If you thought the kerfuffle over the switching on of the Large Hadron Collider (LHC) this week and the threat of an Earth-sucking black hole was bad, then think again because scientists are planning an even bigger particle-smashing machine some 40 to 50 times larger.

The LHC at CERN has only just kicked into action and the large-scale experiments which a certain group of scientists fear could bring about the word’s demise will take place over the coming weeks and months.

But results-hungry scientists don’t intend to stop there and are planning a massive particle collider called the International Linear Collider that will make the LHC seem like a child’s toy.

Most people would believe that the LHC is the only such machine in the world but other efforts such as the Stanford Linear Accelerator Centre and Tevatron, a circular particle accelerator in Illinois, have been with us for some time.

In August 2004, the International Technology Recommendation Panel (ITRP) recommended a Superconducing RF technology for the next major accelerator, International Linear Collider (LLC).

The ILC will have a collision energy of 500 GeV (electron volts) and will collide electrons with positrons along a 30-40km tunnel.

This compares to the LHC, where from a 27km tunnel located 300 feet underground beneath Switzerland and France, the massive Hadron Collider slams together particles with a collision energy of 700 GeV to find the elusive Higgs Boson, or ‘God Particle’.

The host country for the ILC has not yet been chosen but it is planned to have the machine constructed by late 2010. The new machine will cost an estimated US$7bn to build, from which the host country would have to pay US$1.5bn towards the construction.

So far an estimated US$150m has been spent on the machine, nick-named ‘Einstein’s Telescope’.

The electron source for the ILC will use 2-nanosecond laser light pulses to eject electrons from a photocathode.

Another competitor in scale to the ILC, the Compact Linear Collider (CLIC), is being proposed to be built at CERN following the LHC experiments.

Even if scientists at the LHC on the Swiss-French border do discover the Higgs Boson, it will raise even more questions than answers and they will need a more capable machine to discover the answer to questions of matter and what happened after the Big Bang that created the universe as we know it.

On Wednesday, the first beam in the LHC was successfully steered around the full 27km of the world’s most powerful particle accelerator at 10.28 in the morning.
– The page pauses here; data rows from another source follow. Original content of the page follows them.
//! Property tests for the size-class arithmetic

use bufpool::slab::{
    class_of, fit_class_of, prev_class_of, size_of, MAX_SIZE, MIN_SIZE, NUM_CLASSES,
};
use proptest::prelude::*;

proptest! {
    #[test]
    fn class_covers_request(n in 0usize..=MAX_SIZE) {
        let idx = class_of(n);
        prop_assert!(idx < NUM_CLASSES);
        prop_assert!(size_of(idx) >= n);
        if idx > 0 {
            prop_assert!(size_of(idx - 1) < n);
        }
    }

    #[test]
    fn class_is_monotonic(a in 0usize..=MAX_SIZE * 2, b in 0usize..=MAX_SIZE * 2) {
        let (lo, hi) = if a <= b { (a, b) } else { (b, a) };
        prop_assert!(class_of(lo) <= class_of(hi));
    }

    #[test]
    fn fit_class_fits_inside(n in MIN_SIZE..=MAX_SIZE * 2) {
        let idx = fit_class_of(n);
        prop_assert!(size_of(idx) <= n);
        prop_assert!(idx <= class_of(n));
        if idx + 1 < NUM_CLASSES {
            prop_assert!(size_of(idx + 1) > n);
        }
    }

    #[test]
    fn prev_class_below_boundaries(n in 0usize..=MAX_SIZE * 2) {
        let idx = class_of(n);
        let prev = prev_class_of(n);
        if idx > 0 && n == size_of(idx) {
            prop_assert_eq!(prev, idx - 1);
        } else {
            prop_assert_eq!(prev, idx);
        }
    }

    #[test]
    fn class_size_roundtrip(idx in 0usize..NUM_CLASSES) {
        prop_assert_eq!(class_of(size_of(idx)), idx);
        prop_assert_eq!(fit_class_of(size_of(idx)), idx);
        prop_assert_eq!(prev_class_of(size_of(idx)), idx.saturating_sub(1));
    }
}

#[test]
fn test_above_max_size_is_top_class() {
    assert_eq!(class_of(MAX_SIZE + 1), NUM_CLASSES - 1);
    assert_eq!(class_of(usize::MAX), NUM_CLASSES - 1);
}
The historic event marks a key moment in the transition from over two decades of preparation to a new era of scientific discovery.

“It’s a fantastic moment,” said LHC project leader Lyn Evans. “We can now look forward to a new era of understanding about the origins and evolution of the universe.”

Once colliding beams have been established, there will be a period of measurement and calibration for the LHC’s four major experiments, and new results could start to appear in around a year. Experiments at the LHC will allow physicists to complete a journey that started with Newton’s description of gravity.

Gravity acts on mass, but so far science has been unable to explain the mechanism that generates mass. Experiments at the LHC will provide the answer. LHC experiments will also try to probe the mysterious dark matter of the universe – visible matter seems to account for just 5pc of what must exist, while about a quarter is believed to be dark matter.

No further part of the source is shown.